MATERIAL FOR THE TASK START

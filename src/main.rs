//! artist-stats: loads the WASABI artist catalog and prints aggregate statistics.
//!
//! Single-binary Tokio application that:
//! 1. Restores aggregates from the snapshot cache, or
//! 2. Fetches every page concurrently with retry and backoff
//! 3. Aggregates per-country and per-genre tables
//! 4. Persists a snapshot for the next run

mod config;

use std::time::Instant;

use clap::Parser;
use tracing::{error, info, warn};

use catalog::{ArtistLoader, LoadOutcome};

/// WASABI artist catalog statistics
#[derive(Parser)]
#[command(name = "artist-stats", about = "Load and aggregate the WASABI artist catalog")]
struct Cli {
    /// Number of artists to load, starting at offset 0.
    #[arg(long, allow_negative_numbers = true)]
    max_artists: Option<i64>,

    /// Skip the snapshot cache for both reading and writing.
    #[arg(long)]
    no_cache: bool,

    /// Print the per-country table as JSON on stdout.
    #[arg(long)]
    json: bool,
}

#[tokio::main]
async fn main() {
    // Initialize logging.
    tracing_subscriber::fmt()
        .with_env_filter(
            tracing_subscriber::EnvFilter::try_from_default_env().unwrap_or_else(|_| {
                "artist_stats=info,wasabi_client=info,catalog=info".into()
            }),
        )
        .with_target(true)
        .init();

    let cli = Cli::parse();

    let mut cfg = match config::load_config() {
        Ok(c) => c,
        Err(e) => {
            error!("Configuration error: {}", e);
            std::process::exit(1);
        }
    };
    if let Some(n) = cli.max_artists {
        cfg.max_artists = n;
    }
    if cli.no_cache {
        cfg.use_cache = false;
    }

    info!(
        "Requesting {} artists from {} (batch={}, concurrency={}, attempts={})",
        cfg.max_artists,
        cfg.upstream.base_url,
        cfg.upstream.batch_size,
        cfg.upstream.max_concurrency,
        cfg.upstream.max_attempts,
    );
    if cfg.use_cache {
        info!("Cache directory: {}", cfg.cache_dir);
    } else {
        info!("Cache disabled");
    }

    let started = Instant::now();
    let mut loader = ArtistLoader::from_config(&cfg);
    let outcome = loader.load_artists().await;

    if let LoadOutcome::Rejected { requested, reason } = &outcome {
        warn!("Nothing loaded for {} requested artists: {}", requested, reason);
    }

    let country_stats = loader.country_stats();
    let genres = loader.genre_rosters();
    let total = loader.total_artists();
    let per_country: u64 = country_stats.iter().map(|c| c.artist_count).sum();

    info!("Total artists: {}", total);
    info!("Countries: {}", country_stats.len());
    info!("Genres: {}", genres.len());
    if per_country as usize != total {
        error!(
            "Per-country artist counts sum to {} but {} artists were loaded",
            per_country, total
        );
    }
    for stat in country_stats.iter().take(10) {
        info!(
            "  {:<24} artists={:<6} songs={:<8} fans={}",
            stat.country, stat.artist_count, stat.song_count, stat.deezer_fans
        );
    }
    info!("Done in {:.2?}", started.elapsed());

    if cli.json {
        match serde_json::to_string_pretty(&country_stats) {
            Ok(body) => println!("{}", body),
            Err(e) => {
                error!("Failed to encode country stats: {}", e);
                std::process::exit(1);
            }
        }
    }
}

MATERIAL FOR THE TASK END

TASK GOAL: Over the whole listing above, give the number of lines in which "iter" occurs, and no other words.

REPLY: 2